Vincent Canes (1608–1672) or (John Baptist Canes and John Vincent Cane) was an English Franciscan controversialist, born on the borders of Nottinghamshire and Leicestershire, date uncertain; died in London, June, 1672.

==Life==

Brought up a Reformed Protestant, he embraced the Catholic faith at the age of twenty, and shortly afterwards went from England to the English College, Douai. Here he was received into the Franciscan Order and became lector of philosophy and later professor of theology in the convent of the Friars Minor.

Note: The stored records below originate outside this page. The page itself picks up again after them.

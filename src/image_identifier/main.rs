use crate::config::Config;
use crate::error::IdentifyError;
use crate::image_identifier::core::{init, Msg, State};
use crate::image_source::interface::{ImageRef, ImageSelection, ImageSource};
use crate::library::logger::interface::Logger;
use crate::model_provider::interface::ModelProvider;
use crate::view::interface::View;
use std::sync::mpsc::{channel, Receiver, Sender};
use std::sync::{Arc, Mutex, PoisonError};

/// Owns the live [`State`] and the adapters its effects talk to. Cloning is
/// cheap; every clone feeds the same message queue.
#[derive(Clone)]
pub struct ImageIdentifier {
    pub state: Arc<Mutex<State>>,
    pub msg_sender: Sender<Msg>,
    pub msg_receiver: Arc<Mutex<Receiver<Msg>>>,
    pub config: Config,
    pub logger: Arc<dyn Logger + Send + Sync>,
    pub model_provider: Arc<dyn ModelProvider + Send + Sync>,
    pub image_source: Arc<dyn ImageSource + Send + Sync>,
    pub view: Arc<Mutex<dyn View + Send + Sync>>,
}

impl ImageIdentifier {
    pub fn new(
        config: Config,
        logger: Arc<dyn Logger + Send + Sync>,
        model_provider: Arc<dyn ModelProvider + Send + Sync>,
        image_source: Arc<dyn ImageSource + Send + Sync>,
        view: Arc<Mutex<dyn View + Send + Sync>>,
    ) -> Self {
        let (msg_sender, msg_receiver) = channel();
        let (initial, _) = init(&config);

        Self {
            state: Arc::new(Mutex::new(initial)),
            msg_sender,
            msg_receiver: Arc::new(Mutex::new(msg_receiver)),
            logger: logger.with_namespace("image_identifier"),
            config,
            model_provider,
            image_source,
            view,
        }
    }

    pub fn snapshot(&self) -> State {
        self.state
            .lock()
            .unwrap_or_else(PoisonError::into_inner)
            .clone()
    }

    pub fn request_model_load(&self) {
        self.send(Msg::ModelLoadRequested);
    }

    /// Resolves on the calling thread so the blob reference exists before
    /// the selection is queued.
    pub fn select_image(&self, selection: ImageSelection) {
        let image = self.image_source.resolve(selection);
        self.send(Msg::ImageSelected(image));
    }

    pub fn classify_current_image(&self) {
        self.send(Msg::ClassifyRequested);
    }

    pub fn select_from_history(&self, image: ImageRef) {
        self.send(Msg::HistoryItemSelected(image));
    }

    pub fn shutdown(&self) {
        self.send(Msg::Shutdown);
    }

    pub(super) fn send(&self, msg: Msg) {
        let _ = self.msg_sender.send(msg);
    }

    pub(super) fn recv(&self) -> Result<Msg, IdentifyError> {
        self.msg_receiver
            .lock()
            .unwrap_or_else(PoisonError::into_inner)
            .recv()
            .map_err(|_| IdentifyError::Disconnected)
    }

    pub(super) fn store(&self, state: State) {
        *self.state.lock().unwrap_or_else(PoisonError::into_inner) = state;
    }
}
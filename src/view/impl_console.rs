use crate::view::interface::{View, ViewModel, ViewStatus};
use std::error::Error;
use std::io::Write;

pub struct ViewConsole<W: Write + Send + Sync> {
    writer: W,
}

impl ViewConsole<std::io::Stdout> {
    pub fn new() -> Self {
        Self {
            writer: std::io::stdout(),
        }
    }
}

impl<W: Write + Send + Sync> ViewConsole<W> {
    #[allow(dead_code)]
    pub fn with_writer(writer: W) -> Self {
        Self { writer }
    }

    #[allow(dead_code)]
    pub fn writer(&self) -> &W {
        &self.writer
    }
}

pub fn render_lines(view_model: &ViewModel) -> Vec<String> {
    let mut lines = vec![];

    match &view_model.status {
        ViewStatus::ModelLoading => {
            lines.push("Model loading ....".to_string());
            return lines;
        }
        ViewStatus::ModelUnloaded => lines.push("Model not loaded (type `load`)".to_string()),
        ViewStatus::ModelFailed(message) => {
            lines.push(format!("Error: {}", message));
            lines.push("Type `load` to retry".to_string());
        }
        ViewStatus::Ready => {}
    }

    lines.push("Image Identification".to_string());

    match &view_model.image {
        Some(image) => lines.push(format!("Image: {}", image)),
        None => lines.push("Image: (none)".to_string()),
    }

    if view_model.identifying {
        lines.push("Identifying...".to_string());
    } else if view_model.can_identify {
        lines.push("Type `identify` to identify the image".to_string());
    }

    if let Some(error) = &view_model.error {
        lines.push(format!("Error: {}", error));
    }

    for row in &view_model.results {
        let best_guess = if row.best_guess { " Best Guess" } else { "" };
        lines.push(format!(
            "  {} - Confidence level : {}{}",
            row.label, row.confidence, best_guess
        ));
    }

    if !view_model.recent_images.is_empty() {
        lines.push("Recent Images".to_string());
        for (index, image) in view_model.recent_images.iter().enumerate() {
            lines.push(format!("  {}. {}", index + 1, image));
        }
    }

    lines
}

impl<W: Write + Send + Sync> View for ViewConsole<W> {
    fn render(&mut self, view_model: &ViewModel) -> Result<(), Box<dyn Error + Send + Sync>> {
        writeln!(self.writer, "────────────────────────────────")?;
        for line in render_lines(view_model) {
            writeln!(self.writer, "{}", line)?;
        }
        self.writer.flush()?;
        Ok(())
    }
}
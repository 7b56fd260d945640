use super::main::ImageIdentifier;
use crate::error::IdentifyError;
use crate::image_identifier::core::{Effect, Msg};
use crate::model_provider::interface::ClassifierHandle;

impl ImageIdentifier {
    pub fn run_effect(&self, effect: Effect) {
        let _ = self
            .logger
            .info(&format!("Running effect: {}", effect.to_display_string()));

        match effect {
            Effect::LoadModel => {
                let loaded = self
                    .model_provider
                    .load()
                    .map(ClassifierHandle::new)
                    .map_err(|e| IdentifyError::ModelLoad(e.to_string()));
                if let Err(e) = &loaded {
                    let _ = self.logger.error(&e.to_string());
                }
                self.send(Msg::ModelLoadDone(loaded));
            }
            Effect::Classify {
                classifier,
                image,
                generation,
            } => {
                let result = classifier
                    .classify(&image)
                    .map_err(|e| IdentifyError::Classify(e.to_string()));
                if let Err(e) = &result {
                    let _ = self.logger.error(&format!("{} ({})", e, image));
                }
                self.send(Msg::ClassifyDone {
                    generation,
                    image,
                    result,
                });
            }
            Effect::ReleaseImage(image) => {
                if let Err(e) = self.image_source.release(&image) {
                    let _ = self
                        .logger
                        .error(&format!("Failed to release {}: {}", image, e));
                }
            }
        }
    }
}
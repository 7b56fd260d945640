use std::sync::Arc;

pub trait Logger: Send + Sync {
    fn info(&self, message: &str) -> Result<(), Box<dyn std::error::Error + Send + Sync>>;
    fn error(&self, message: &str) -> Result<(), Box<dyn std::error::Error + Send + Sync>>;
    fn with_namespace(&self, namespace: &str) -> Arc<dyn Logger + Send + Sync>;
}
use crate::view::interface::{View, ViewModel};
use std::error::Error;

#[derive(Default)]
pub struct ViewFake {
    rendered: Vec<ViewModel>,
}

impl ViewFake {
    pub fn new() -> Self {
        Self::default()
    }

    pub fn rendered(&self) -> &[ViewModel] {
        &self.rendered
    }
}

impl View for ViewFake {
    fn render(&mut self, view_model: &ViewModel) -> Result<(), Box<dyn Error + Send + Sync>> {
        self.rendered.push(view_model.clone());
        Ok(())
    }
}
use thiserror::Error;

#[derive(Debug, Clone, PartialEq, Eq, Error)]
pub enum IdentifyError {
    #[error("model failed to load: {0}")]
    ModelLoad(String),

    #[error("classification failed: {0}")]
    Classify(String),

    #[error("not ready: {0}")]
    NotReady(&'static str),

    #[error("image identifier stopped receiving messages")]
    Disconnected,
}
use crate::library::logger::interface::Logger;
use std::sync::{Arc, Mutex, PoisonError};

/// Keeps every line in memory so tests can assert on what was logged.
#[derive(Debug, Clone, Default)]
pub struct LoggerFake {
    namespace: Option<String>,
    lines: Arc<Mutex<Vec<String>>>,
}

impl LoggerFake {
    pub fn new() -> Self {
        Self::default()
    }

    pub fn lines(&self) -> Vec<String> {
        self.lines
            .lock()
            .unwrap_or_else(PoisonError::into_inner)
            .clone()
    }

    pub fn contains(&self, needle: &str) -> bool {
        self.lines().iter().any(|line| line.contains(needle))
    }

    fn push(&self, level: &str, message: &str) {
        let line = match &self.namespace {
            Some(namespace) => format!("{} {}: {}", level, namespace, message),
            None => format!("{} {}", level, message),
        };
        self.lines
            .lock()
            .unwrap_or_else(PoisonError::into_inner)
            .push(line);
    }
}

impl Logger for LoggerFake {
    fn info(&self, message: &str) -> Result<(), Box<dyn std::error::Error + Send + Sync>> {
        self.push("INFO", message);
        Ok(())
    }

    fn error(&self, message: &str) -> Result<(), Box<dyn std::error::Error + Send + Sync>> {
        self.push("ERROR", message);
        Ok(())
    }

    fn with_namespace(&self, namespace: &str) -> Arc<dyn Logger + Send + Sync> {
        let new_namespace = match &self.namespace {
            Some(current) => format!("{}:{}", current, namespace),
            None => namespace.to_string(),
        };

        Arc::new(LoggerFake {
            namespace: Some(new_namespace),
            lines: self.lines.clone(),
        })
    }
}
use crate::library::logger::interface::Logger;
use chrono::Utc;
use std::sync::Arc;

#[derive(Debug, Clone)]
pub struct LoggerConsole {
    namespace: Option<String>,
    timezone: chrono::FixedOffset,
}

impl LoggerConsole {
    pub fn new(timezone: chrono::FixedOffset) -> Self {
        Self {
            namespace: None,
            timezone,
        }
    }

    fn line(&self, level: &str, message: &str) -> String {
        let local_time = Utc::now().with_timezone(&self.timezone);
        let formatted = local_time.format("%Y-%m-%d %I:%M:%S%.3f %p");
        match &self.namespace {
            Some(namespace) => format!("[{}] {} {}: {}", formatted, level, namespace, message),
            None => format!("[{}] {} {}", formatted, level, message),
        }
    }
}

impl Logger for LoggerConsole {
    fn info(&self, message: &str) -> Result<(), Box<dyn std::error::Error + Send + Sync>> {
        println!("{}", self.line("INFO", message));
        Ok(())
    }

    fn error(&self, message: &str) -> Result<(), Box<dyn std::error::Error + Send + Sync>> {
        eprintln!("{}", self.line("ERROR", message));
        Ok(())
    }

    fn with_namespace(&self, namespace: &str) -> Arc<dyn Logger + Send + Sync> {
        let new_namespace = match &self.namespace {
            Some(current) => format!("{}:{}", current, namespace),
            None => namespace.to_string(),
        };

        Arc::new(LoggerConsole {
            namespace: Some(new_namespace),
            timezone: self.timezone,
        })
    }
}
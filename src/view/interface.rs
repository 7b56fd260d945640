use crate::image_source::interface::ImageRef;
use std::error::Error;

#[derive(Debug, Clone, PartialEq, Default)]
pub enum ViewStatus {
    #[default]
    ModelUnloaded,
    ModelLoading,
    ModelFailed(String),
    Ready,
}

#[derive(Debug, Clone, PartialEq)]
pub struct ResultRow {
    pub label: String,
    /// Already formatted, e.g. `82.00%`.
    pub confidence: String,
    pub best_guess: bool,
}

/// Everything a front end needs to draw one frame.
#[derive(Debug, Clone, PartialEq, Default)]
pub struct ViewModel {
    pub status: ViewStatus,
    pub image: Option<ImageRef>,
    pub can_identify: bool,
    pub identifying: bool,
    pub results: Vec<ResultRow>,
    pub recent_images: Vec<ImageRef>,
    pub error: Option<String>,
}

pub trait View: Send + Sync {
    fn render(&mut self, view_model: &ViewModel) -> Result<(), Box<dyn Error + Send + Sync>>;
}
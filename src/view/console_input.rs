use crate::error::IdentifyError;
use crate::image_identifier::main::ImageIdentifier;
use crate::image_source::interface::ImageSelection;
use std::io::BufRead;
use std::path::PathBuf;

pub const HELP: &str = "commands: upload [path] | url <text> | identify | recent <n> | load | help | quit";

#[derive(Debug, Clone, PartialEq, Eq)]
pub enum ConsoleCommand {
    Upload(Vec<PathBuf>),
    Url(String),
    Identify,
    /// 1-based position in the recent images list.
    Recent(usize),
    Load,
    Help,
    Quit,
}

pub fn parse_command(line: &str) -> Result<ConsoleCommand, String> {
    let line = line.trim();
    let (name, rest) = match line.split_once(char::is_whitespace) {
        Some((name, rest)) => (name, rest.trim()),
        None => (line, ""),
    };

    match name {
        "upload" if rest.is_empty() => Ok(ConsoleCommand::Upload(vec![])),
        "upload" => Ok(ConsoleCommand::Upload(vec![PathBuf::from(rest)])),
        "url" => Ok(ConsoleCommand::Url(rest.to_string())),
        "identify" => Ok(ConsoleCommand::Identify),
        "recent" => rest
            .parse::<usize>()
            .ok()
            .filter(|position| *position > 0)
            .map(ConsoleCommand::Recent)
            .ok_or_else(|| format!("recent expects a position starting at 1, got `{}`", rest)),
        "load" => Ok(ConsoleCommand::Load),
        "help" | "" => Ok(ConsoleCommand::Help),
        "quit" | "exit" => Ok(ConsoleCommand::Quit),
        other => Err(format!("unknown command `{}`", other)),
    }
}

/// Feeds commands read from `input` to `identifier` until `quit` or end of
/// input.
pub fn run_console_input<R: BufRead>(
    identifier: &ImageIdentifier,
    input: R,
) -> Result<(), IdentifyError> {
    for line in input.lines() {
        let Ok(line) = line else {
            break;
        };

        match parse_command(&line) {
            Ok(ConsoleCommand::Upload(files)) => {
                identifier.select_image(ImageSelection::Files(files))
            }
            Ok(ConsoleCommand::Url(url)) => identifier.select_image(ImageSelection::Url(url)),
            Ok(ConsoleCommand::Identify) => identifier.classify_current_image(),
            Ok(ConsoleCommand::Recent(position)) => {
                let state = identifier.snapshot();
                match state.history.entries().get(position - 1) {
                    Some(image) => identifier.select_from_history(image.clone()),
                    None => println!("no recent image at position {}", position),
                }
            }
            Ok(ConsoleCommand::Load) => identifier.request_model_load(),
            Ok(ConsoleCommand::Help) => println!("{}", HELP),
            Ok(ConsoleCommand::Quit) => break,
            Err(message) => println!("{}\n{}", message, HELP),
        }
    }

    Ok(())
}
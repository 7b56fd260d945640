pub mod impl_blob_store;
pub mod interface;
//! Settlers - a rules engine for the classic hex-board settlement game
//!
//! This crate provides the core game logic, including:
//! - Fixed index topology for the 19-tile board (vertices, tiles, edges)
//! - Board, player and bank state with conserved resource cards
//! - Placement validation for settlements, cities and roads
//! - A turn state machine with snake-order setup
//! - Longest road calculation
//! - A random legal-move AI
//!
//! # Architecture
//!
//! The engine is single-threaded and synchronous. All randomness goes through
//! [`random::RandomSource`] so games can be replayed from a seed or a script.
//! It can be compiled to:
//! - Native Rust for simulation and tests
//! - WebAssembly for a browser presentation layer (`wasm` feature)
//!
//! # Modules
//!
//! - [`topology`]: Vertex adjacency and tile-vertex tables
//! - [`hex`]: Axial coordinates for tiles
//! - [`board`]: Tiles, buildings, roads and the robber
//! - [`player`]: Player state, hands and development cards
//! - [`bank`]: Finite resource pools and distribution
//! - [`placement`]: Where pieces may go
//! - [`game`]: The engine and its turn state machine
//! - [`longest_road`]: Longest road search
//! - [`bot`]: Random AI
//! - [`intent`]: Build intent for point-and-click UIs

pub mod actions;
pub mod bank;
pub mod board;
pub mod bot;
pub mod config;
pub mod game;
pub mod hex;
pub mod intent;
pub mod longest_road;
pub mod placement;
pub mod player;
pub mod random;
pub mod topology;
#[cfg(feature = "wasm")]
pub mod wasm;

// Re-export commonly used types
pub use actions::{GameAction, GameEvent};
pub use bank::{Grant, ResourceBank};
pub use board::{Board, PlayerId, Resource, Road, Tile, TileKind, VertexBuilding};
pub use config::{ConfigError, RuleConfig};
pub use game::{GameEngine, GameSnapshot, GameState, RuleError, SetupError, SetupPlacing, TurnPhase};
pub use hex::HexCoord;
pub use intent::{BuildKind, ClickOutcome, PendingAction};
pub use player::{DevelopmentCard, Player, PlayerColor, ResourceHand};
pub use random::{RandomSource, ScriptedRandom};
pub use topology::{Edge, TileId, VertexId};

Having returned to England, he worked for the spread of the Catholic faith and was chosen by the Catholics to defend their cause against Edward Stillingfleet.

==Works==

Canes's ability as a controversialist was strengthened by the absence of bitterness or animosity towards his opponents, while his elegant style made his writings effective.

His works are:

- The Reclaimed Papist: or a Dialogue between a Popish Knight, a Protestant Lady, a Parson and his Wife (1655);
- Fiat Lux: or a General conduct to a right understanding and charity in the great Combustions and Broils about Religion here in England, betwixt Papist and Protestant, Presbyterian and Independent. To the end that Moderation and Quietness may at length happily ensue after so serious Tumults in the Kingdom (1662). This work was dedicated to Elizabeth, Countess of Arundel and Surrey, the mother of Cardinal Howard.
- Infallibility (1665), an appendix to the preceding work;
- An Epistle to the Author of Animadversion on Fiat Lux (1664);
- Diaphanta, or Three Attendants on Fiat Lux, wherein Catholik Religion is further excused against the opposition of several Adversaries (1665), a work addressing replies to William Denton, Peter du Moulin, John Owen, Edward Stillingfleet, Jeremy Taylor, and Daniel Whitby.
- Three Letters declaring the strange, odd Proceedings of Protestant Divines when they write against Catholics, etc. (1671);
- Tῷ Kαθολικῷ Stillingfleeto; being an account given to a Catholik friend of Dr. Stillingfleet's late book against the Church of Rome(1672).